A 2009 review of the laws by esteemed former Canberra public servant Allan Hawke recommended shifting the focus of conservation efforts to a whole-of-ecosystem approach. In a mark of its vintage, it also called for a greenhouse trigger to be built into the laws, which would sunset when the emissions trading scheme came into effect. But with the turmoil of the Rudd-Gillard-Rudd years, and the complexity of navigating major reforms in a minority government, most recommendations were left on the shelf.
In the 10 years since the review, three species of animal - the Bramble Cay melomys, the Christmas Island pipistrelle and Christmas Island skink - have gone extinct. The Wilderness Society says if the 2008 conservation plan for the Bramble Cay melomys - a rat endemic to a tiny sandy island in the Torres Strait - was followed, the species could have survived. Instead, it was never funded and the melomys became the first Australian mammal to succumb to the growing impacts of climate change.
The interim findings of the second major review of the act, undertaken by Professor Graeme Samuel, were handed to Environment Minister Sussan Ley on Tuesday, the same day she announced she'd signed off on Snowy 2.0. Environmentalists lamented the approval was a death warrant for another critically threatened species, the stocky galaxias.
Environment, mining and agriculture groups agree the EPBC Act as it stands isn't working. Occasionally, they even agree on solutions. For instance, the Australian Conservation Foundation, the National Farmers' Federation and the Minerals Council of Australia all argue better mapping of threatened species habitat is required. According to a scathing Auditor-General review released last week, the Environment Department did not even have a map of all the offsets it approved. Plans to create an offset mapping system were abandoned due to "changes in resourcing priorities", and in July 2019, the department stopped loading offset locations into its databases altogether.
READ MORE:
What they also agree on is that the department needs more resources. Approval times have blown out since 2013. What used to take an (already staggering) average of 799 days in 2013-14 took 984 days in 2018-19. Only 5 per cent of decisions were made within statutory time frames in 2018-19, despite the number of referrals falling considerably.
The environmental regulation budget fell from a peak of $71 million to $56 million in 2018-19. When the department received an extra $25 million last December, the percentage of decisions made on time jumped to 31 per cent.
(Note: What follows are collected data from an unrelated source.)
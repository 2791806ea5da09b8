// src/services/resolver.rs

//! Detail URL resolution from heterogeneous listing markup.
//!
//! Strategies, first success wins:
//! 1. explicit action attribute
//! 2. record-id call in the inline handler, through the view template
//! 3. absolute link
//! 4. relative link
//! 5. script navigation (`location.href=`, `window.open(`, `href=`)
//! 6. clicking the on-screen link (live session only)

use std::sync::LazyLock;
use std::time::Duration;

use regex::Regex;

use crate::error::{AppError, Result};
use crate::models::{ListingEntry, SiteProfile};
use crate::services::browser::BrowserSession;
use crate::utils::url::{is_absolute, is_root_relative, resolve};

/// `name(arg, ...)`
static CALL: LazyLock<Regex> = LazyLock::new(|| {
    Regex::new(r"(?P<func>[A-Za-z_$][\w$.]*)\s*\((?P<args>[^()]*)\)").expect("valid regex")
});

static RECORD_ID: LazyLock<Regex> =
    LazyLock::new(|| Regex::new(r"^[\w-]+$").expect("valid regex"));

static SCRIPT_NAVIGATION: LazyLock<Regex> = LazyLock::new(|| {
    Regex::new(
        r#"(?:location(?:\.href)?\s*=|window\.open\s*\(|href\s*=)\s*['"](?P<url>[^'"]+)['"]"#,
    )
    .expect("valid regex")
});

/// Calls that navigate by themselves and are left to strategy 5.
const NAVIGATION_CALLS: &[&str] = &["window.open", "open", "location.assign", "location.replace"];

/// Turns listing entries into detail page URLs.
#[derive(Debug, Clone)]
pub struct DetailUrlResolver {
    base_url: String,
    list_url: String,
    view_template: Option<String>,
    click_title_chars: usize,
}

impl DetailUrlResolver {
    pub fn new(profile: &SiteProfile) -> Self {
        Self {
            base_url: profile.base_url.clone(),
            list_url: profile.list_url.clone(),
            view_template: profile.view_template.clone(),
            click_title_chars: profile.click_title_chars.max(1),
        }
    }

    /// Resolve an entry, falling back to a click on `listing_url` when the
    /// markup alone is not enough.
    pub async fn resolve(
        &self,
        entry: &ListingEntry,
        session: &mut dyn BrowserSession,
        listing_url: &str,
        timeout: Duration,
    ) -> Result<String> {
        if let Some(url) = self.resolve_static(entry) {
            return Ok(url);
        }

        if session.supports_scripts() && self.needs_click(entry) {
            if let Some(url) = self.click_through(entry, session, listing_url, timeout).await? {
                return Ok(url);
            }
        }

        Err(AppError::Resolution(entry.title.clone()))
    }

    /// Strategies 1 to 5, which only look at the markup.
    pub fn resolve_static(&self, entry: &ListingEntry) -> Option<String> {
        let handler = entry.inline_handler.as_deref().map(str::trim);

        if let Some(action) = entry.explicit_action.as_deref() {
            if let Some(url) = resolve(&self.base_url, action) {
                return Some(url);
            }
        }

        if let Some(url) = handler.and_then(|h| self.from_record_call(h)) {
            return Some(url);
        }

        if let Some(link) = entry.link.as_deref().map(str::trim) {
            if is_absolute(link) {
                return Some(link.to_string());
            }
            if is_root_relative(link) {
                return resolve(&self.base_url, link);
            }
            if is_page_relative(link) {
                return resolve(&self.list_url, link);
            }
        }

        handler.and_then(|h| self.from_script_navigation(h))
    }

    /// Synthesize a view URL from `fn('id')` or `fn('board', 'id')`.
    fn from_record_call(&self, handler: &str) -> Option<String> {
        let template = self.view_template.as_deref()?;
        let caps = CALL.captures(handler)?;
        if NAVIGATION_CALLS.contains(&&caps["func"]) || SCRIPT_NAVIGATION.is_match(handler) {
            return None;
        }

        let args = record_args(&caps["args"])?;
        if args.is_empty() || args.len() > 2 {
            return None;
        }

        let (board, id) = match args.as_slice() {
            [id] => (None, id),
            [board, id] => (Some(board), id),
            _ => return None,
        };
        if template.contains("{board}") && board.is_none() {
            return None;
        }

        let mut path = template.replace("{id}", id);
        if let Some(board) = board {
            path = path.replace("{board}", board);
        }
        resolve(&self.base_url, &path)
    }

    fn from_script_navigation(&self, handler: &str) -> Option<String> {
        let url = SCRIPT_NAVIGATION.captures(handler)?.name("url")?.as_str().trim();
        if is_absolute(url) || is_root_relative(url) {
            resolve(&self.base_url, url)
        } else {
            None
        }
    }

    /// Whether the entry looks like a form submission or an inert link.
    fn needs_click(&self, entry: &ListingEntry) -> bool {
        let inert_link = entry
            .link
            .as_deref()
            .map(str::trim)
            .is_none_or(|l| l.is_empty() || l.starts_with('#') || is_script_link(l));
        entry.inline_handler.is_some() || inert_link
    }

    /// Click the link titled like the entry and capture where it leads.
    ///
    /// The session is left on the listing page afterwards.
    async fn click_through(
        &self,
        entry: &ListingEntry,
        session: &mut dyn BrowserSession,
        listing_url: &str,
        timeout: Duration,
    ) -> Result<Option<String>> {
        let original = session.current_url().await?;
        if original != listing_url {
            session.navigate(listing_url, timeout).await?;
        }

        let prefix: String = entry.title.chars().take(self.click_title_chars).collect();
        log::debug!("Resolving '{}' by clicking its link", prefix);
        let clicked = session.click_link_by_text(&prefix, timeout).await;

        let restored = session.navigate(listing_url, timeout).await;
        let target = clicked?;
        if let Err(e) = restored {
            log::warn!("Could not return to listing page {}: {}", listing_url, e);
        }
        Ok(target)
    }
}

/// Unquoted arguments of a call, when every one is a record id.
///
/// Ids are quoted identifiers or bare numbers; a bare name such as
/// `this` or `event` disqualifies the call.
fn record_args(args: &str) -> Option<Vec<String>> {
    let mut ids = Vec::new();
    for arg in args.split(',').map(str::trim).filter(|a| !a.is_empty()) {
        let id = match unquote(arg) {
            Some(inner) => inner.trim(),
            None if arg.chars().all(|c| c.is_ascii_digit()) => arg,
            None => return None,
        };
        if !RECORD_ID.is_match(id) {
            return None;
        }
        ids.push(id.to_string());
    }
    Some(ids)
}

fn unquote(arg: &str) -> Option<&str> {
    ['\'', '"'].into_iter().find_map(|q| {
        arg.strip_prefix(q)
            .and_then(|rest| rest.strip_suffix(q))
    })
}

fn is_script_link(link: &str) -> bool {
    link.to_ascii_lowercase().starts_with("javascript:")
}

fn is_page_relative(link: &str) -> bool {
    !link.is_empty()
        && !link.starts_with('#')
        && !link.starts_with("//")
        && !is_script_link(link)
        && !link.contains(':')
}
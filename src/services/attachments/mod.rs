// src/services/attachments/mod.rs

//! Attachment acquisition.
//!
//! Each [`AttachmentRef`] is classified once, then fetched through the
//! cascade that fits its source. Whatever happens, the caller receives
//! exactly one [`AttachmentResult`] per reference; no error escapes.

mod fetch;
mod filename;
mod source;

use std::future::Future;
use std::path::Path;
use std::time::Duration;

use crate::error::{AppError, Result};
use crate::models::{
    AttachmentFailure, AttachmentRef, AttachmentResult, CrawlerConfig, DownloadStrategy,
    RetryPolicy, SiteProfile,
};
use crate::services::browser::{BrowserSession, CaptureState};

pub use fetch::{HiddenForm, parse_hidden_form};
pub use filename::{choose as choose_filename, from_disposition};
pub use source::{AttachmentSource, PatternSet, ScriptedCall};

/// Scratch directory for browser downloads, inside the destination.
const STAGING_DIR: &str = ".downloading";

/// Retrieves attachments for one site.
pub struct AttachmentAcquirer {
    client: reqwest::Client,
    patterns: PatternSet,
    download_timeout: Duration,
    intercept_timeout: Duration,
    min_bytes: usize,
    retry: RetryPolicy,
}

impl AttachmentAcquirer {
    pub fn new(client: reqwest::Client, profile: &SiteProfile, config: &CrawlerConfig) -> Result<Self> {
        Ok(Self {
            client,
            patterns: PatternSet::new(profile)?,
            download_timeout: config.download_timeout(),
            intercept_timeout: config.intercept_timeout(),
            min_bytes: config.min_attachment_bytes,
            retry: config.retry_policy(),
        })
    }

    /// Run an HTTP download step, retrying transient failures with backoff.
    async fn with_retry<T, F, Fut>(&self, label: &str, mut op: F) -> Result<T>
    where
        F: FnMut() -> Fut,
        Fut: Future<Output = Result<T>>,
    {
        let mut attempt = 0;
        loop {
            attempt += 1;
            match op().await {
                Ok(value) => return Ok(value),
                Err(e) if e.is_retryable() && attempt < self.retry.max_attempts => {
                    let delay = self.retry.backoff(attempt);
                    log::warn!(
                        "{} failed (attempt {}/{}), retrying in {:?}: {}",
                        label,
                        attempt,
                        self.retry.max_attempts,
                        delay,
                        e
                    );
                    tokio::time::sleep(delay).await;
                }
                Err(e) => return Err(e),
            }
        }
    }

    pub fn classify(&self, attachment: &AttachmentRef, page_url: &str) -> AttachmentSource {
        self.patterns.classify(attachment, page_url)
    }

    /// Acquire every attachment of a page, one at a time.
    pub async fn acquire_all(
        &self,
        attachments: &[AttachmentRef],
        page_url: &str,
        session: &mut dyn BrowserSession,
        dest_dir: &Path,
    ) -> Vec<AttachmentResult> {
        let mut results = Vec::with_capacity(attachments.len());
        for attachment in attachments {
            let result = self.acquire(attachment, page_url, session, dest_dir).await;
            if result.success {
                log::info!(
                    "    ✓ {} ({} bytes, {})",
                    result.display_name(),
                    result.size,
                    result
                        .strategy
                        .map(|s| s.to_string())
                        .unwrap_or_default()
                );
            } else {
                log::warn!(
                    "    ✗ {}: {}",
                    attachment.name,
                    result.error.as_deref().unwrap_or("unknown error")
                );
            }
            results.push(result);
        }
        results
    }

    /// Acquire one attachment into `dest_dir`.
    pub async fn acquire(
        &self,
        attachment: &AttachmentRef,
        page_url: &str,
        session: &mut dyn BrowserSession,
        dest_dir: &Path,
    ) -> AttachmentResult {
        let name = attachment.name.as_str();
        match self.classify(attachment, page_url) {
            AttachmentSource::Direct { url } => {
                let target = url.as_str();
                let fetched = self
                    .with_retry(target, || {
                        fetch::stream_get(
                            &self.client,
                            target,
                            page_url,
                            name,
                            dest_dir,
                            self.download_timeout,
                        )
                    })
                    .await;
                match fetched {
                    Ok((path, size)) => AttachmentResult::success(
                        name,
                        path,
                        Some(url),
                        DownloadStrategy::DirectGet,
                        size,
                    ),
                    Err(e) => {
                        AttachmentResult::failure(name, Some(url), AttachmentFailure::Exhausted, e.to_string())
                    }
                }
            }
            AttachmentSource::TokenExchange { url } => {
                let target = url.as_str();
                let saved = async {
                    let payload = self
                        .with_retry(target, || {
                            fetch::token_exchange(
                                &self.client,
                                target,
                                page_url,
                                self.download_timeout,
                                self.min_bytes,
                            )
                        })
                        .await?;
                    fetch::save_payload(&payload, name, dest_dir).await
                }
                .await;
                match saved {
                    Ok((path, size)) => AttachmentResult::success(
                        name,
                        path,
                        Some(url),
                        DownloadStrategy::TokenExchange,
                        size,
                    ),
                    Err(e) => {
                        AttachmentResult::failure(name, Some(url), AttachmentFailure::Exhausted, e.to_string())
                    }
                }
            }
            AttachmentSource::Scripted(call) => {
                self.acquire_scripted(name, &call, page_url, session, dest_dir)
                    .await
            }
            AttachmentSource::Unsupported { script } => {
                log::debug!("Unsupported attachment script: {}", script);
                AttachmentResult::failure(
                    name,
                    None,
                    AttachmentFailure::UnsupportedPattern,
                    format!("no known download pattern matches '{script}'"),
                )
            }
            AttachmentSource::NoSource => AttachmentResult::failure(
                name,
                None,
                AttachmentFailure::NoSource,
                "attachment has neither a URL nor a handler",
            ),
        }
    }

    /// The scripted cascade: download event, interception, POST form,
    /// then a GET of the synthesized URL.
    async fn acquire_scripted(
        &self,
        name: &str,
        call: &ScriptedCall,
        page_url: &str,
        session: &mut dyn BrowserSession,
        dest_dir: &Path,
    ) -> AttachmentResult {
        // Prefer the name embedded in the call over the link text.
        let declared = if call.name.trim().is_empty() {
            name
        } else {
            call.name.as_str()
        };
        let mut errors: Vec<String> = Vec::new();

        if session.supports_scripts() {
            match self.via_download_event(declared, call, session, dest_dir).await {
                Ok(Some((path, size, observed))) => {
                    return AttachmentResult::success(
                        name,
                        path,
                        call.synthesized_url.clone().or(Some(observed)),
                        DownloadStrategy::DownloadEvent,
                        size,
                    );
                }
                Ok(None) => errors.push(format!(
                    "download event: timed out after {}s",
                    self.download_timeout.as_secs()
                )),
                Err(e) => errors.push(format!("download event: {e}")),
            }

            match self.via_interception(declared, call, session, dest_dir).await {
                Ok(Some((path, size, observed))) => {
                    return AttachmentResult::success(
                        name,
                        path,
                        call.synthesized_url.clone().or(Some(observed)),
                        DownloadStrategy::NetworkIntercept,
                        size,
                    );
                }
                Ok(None) => errors.push(format!(
                    "interception: no download response within {}s",
                    self.intercept_timeout.as_secs()
                )),
                Err(e) => errors.push(format!("interception: {e}")),
            }
        }

        if let Some(form) = &call.post {
            let fields = vec![
                (form.name_field.clone(), call.name.clone()),
                (form.server_field.clone(), call.server.clone()),
                (form.path_field.clone(), call.path.clone()),
            ];
            let saved = async {
                let endpoint = crate::utils::url::resolve(page_url, &form.endpoint)
                    .ok_or_else(|| AppError::download(format!("bad endpoint {}", form.endpoint)))?;
                let payload = self
                    .with_retry(&endpoint, || {
                        fetch::post_payload(
                            &self.client,
                            &endpoint,
                            page_url,
                            &fields,
                            self.download_timeout,
                            self.min_bytes,
                        )
                    })
                    .await?;
                fetch::save_payload(&payload, declared, dest_dir).await
            }
            .await;
            match saved {
                Ok((path, size)) => {
                    return AttachmentResult::success(
                        name,
                        path,
                        call.synthesized_url.clone(),
                        DownloadStrategy::PostForm,
                        size,
                    );
                }
                Err(e) => errors.push(format!("post form: {e}")),
            }
        }

        if let Some(url) = &call.synthesized_url {
            let saved = async {
                let payload = self
                    .with_retry(url, || {
                        fetch::get_payload(
                            &self.client,
                            url,
                            page_url,
                            self.download_timeout,
                            self.min_bytes,
                        )
                    })
                    .await?;
                fetch::save_payload(&payload, declared, dest_dir).await
            }
            .await;
            match saved {
                Ok((path, size)) => {
                    return AttachmentResult::success(
                        name,
                        path,
                        Some(url.clone()),
                        DownloadStrategy::DirectGet,
                        size,
                    );
                }
                Err(e) => errors.push(format!("synthesized GET: {e}")),
            }
        }

        if errors.is_empty() {
            errors.push("no strategy applies without a script-capable session".to_string());
        }
        AttachmentResult::failure(
            name,
            call.synthesized_url.clone(),
            AttachmentFailure::Exhausted,
            errors.join("; "),
        )
    }

    /// Run the call and wait for the browser to deliver a file.
    async fn via_download_event(
        &self,
        declared: &str,
        call: &ScriptedCall,
        session: &mut dyn BrowserSession,
        dest_dir: &Path,
    ) -> Result<Option<(std::path::PathBuf, u64, String)>> {
        let staging = dest_dir.join(STAGING_DIR);
        let outcome = session
            .capture_download(&call.script, &staging, self.download_timeout)
            .await;

        let adopted = match outcome {
            Ok(CaptureState::Fired(download)) => {
                let name = choose_filename(declared, Some(&download.suggested_filename));
                fetch::adopt_file(&download.temp_path, &name, dest_dir)
                    .await
                    .map(|(path, size)| Some((path, size, download.url)))
            }
            Ok(_) => Ok(None),
            Err(e) => Err(e),
        };
        let _ = tokio::fs::remove_dir_all(&staging).await;

        match adopted? {
            Some((path, 0, _)) => {
                let _ = tokio::fs::remove_file(&path).await;
                Err(AppError::download("browser delivered an empty file"))
            }
            other => Ok(other),
        }
    }

    /// Re-run the call while intercepting the download endpoint.
    async fn via_interception(
        &self,
        declared: &str,
        call: &ScriptedCall,
        session: &mut dyn BrowserSession,
        dest_dir: &Path,
    ) -> Result<Option<(std::path::PathBuf, u64, String)>> {
        let state = session
            .intercept_download(&call.script, &call.endpoint, self.intercept_timeout)
            .await?;
        let Some(response) = state.into_fired() else {
            return Ok(None);
        };

        fetch::validate_body(
            response.content_type.as_deref(),
            response.status,
            response.body.len(),
            self.min_bytes,
        )?;
        let payload = fetch::Payload {
            url: response.url,
            content_type: response.content_type,
            disposition: response.content_disposition,
            body: response.body,
        };
        let (path, size) = fetch::save_payload(&payload, declared, dest_dir).await?;
        Ok(Some((path, size, payload.url)))
    }
}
"Service delivery is a major driver of delay. Assessment officer turnover, capacity, resourcing, service quality and inconsistent interpretation of the act all affect the cost and timeliness of assessment and approval processes," the Minerals Council of Australia said.
For large mining projects, each day the project is held up can cost $1 million, the council said.
But the cost is also steep for Australia's biodiversity. The Wilderness Society says that since 2000, the number of threatened species has increased by more than 30 per cent. Six species have gone extinct, and another 17 will disappear in the next 20 years if nothing changes.
And yet there is no strategy to protect many vulnerable species. As of 2016-17, only 38 per cent of threatened species had a current recovery plan. The koala has been in need of one since 2014.
There will be many questions Australians will have to grapple with when the Samuel review is released, not least of which is the value we place on our natural environment in a post-COVID-19 world.
The ability of future generations to find the same joy in spotting a koala up a gum tree will depend on our answers.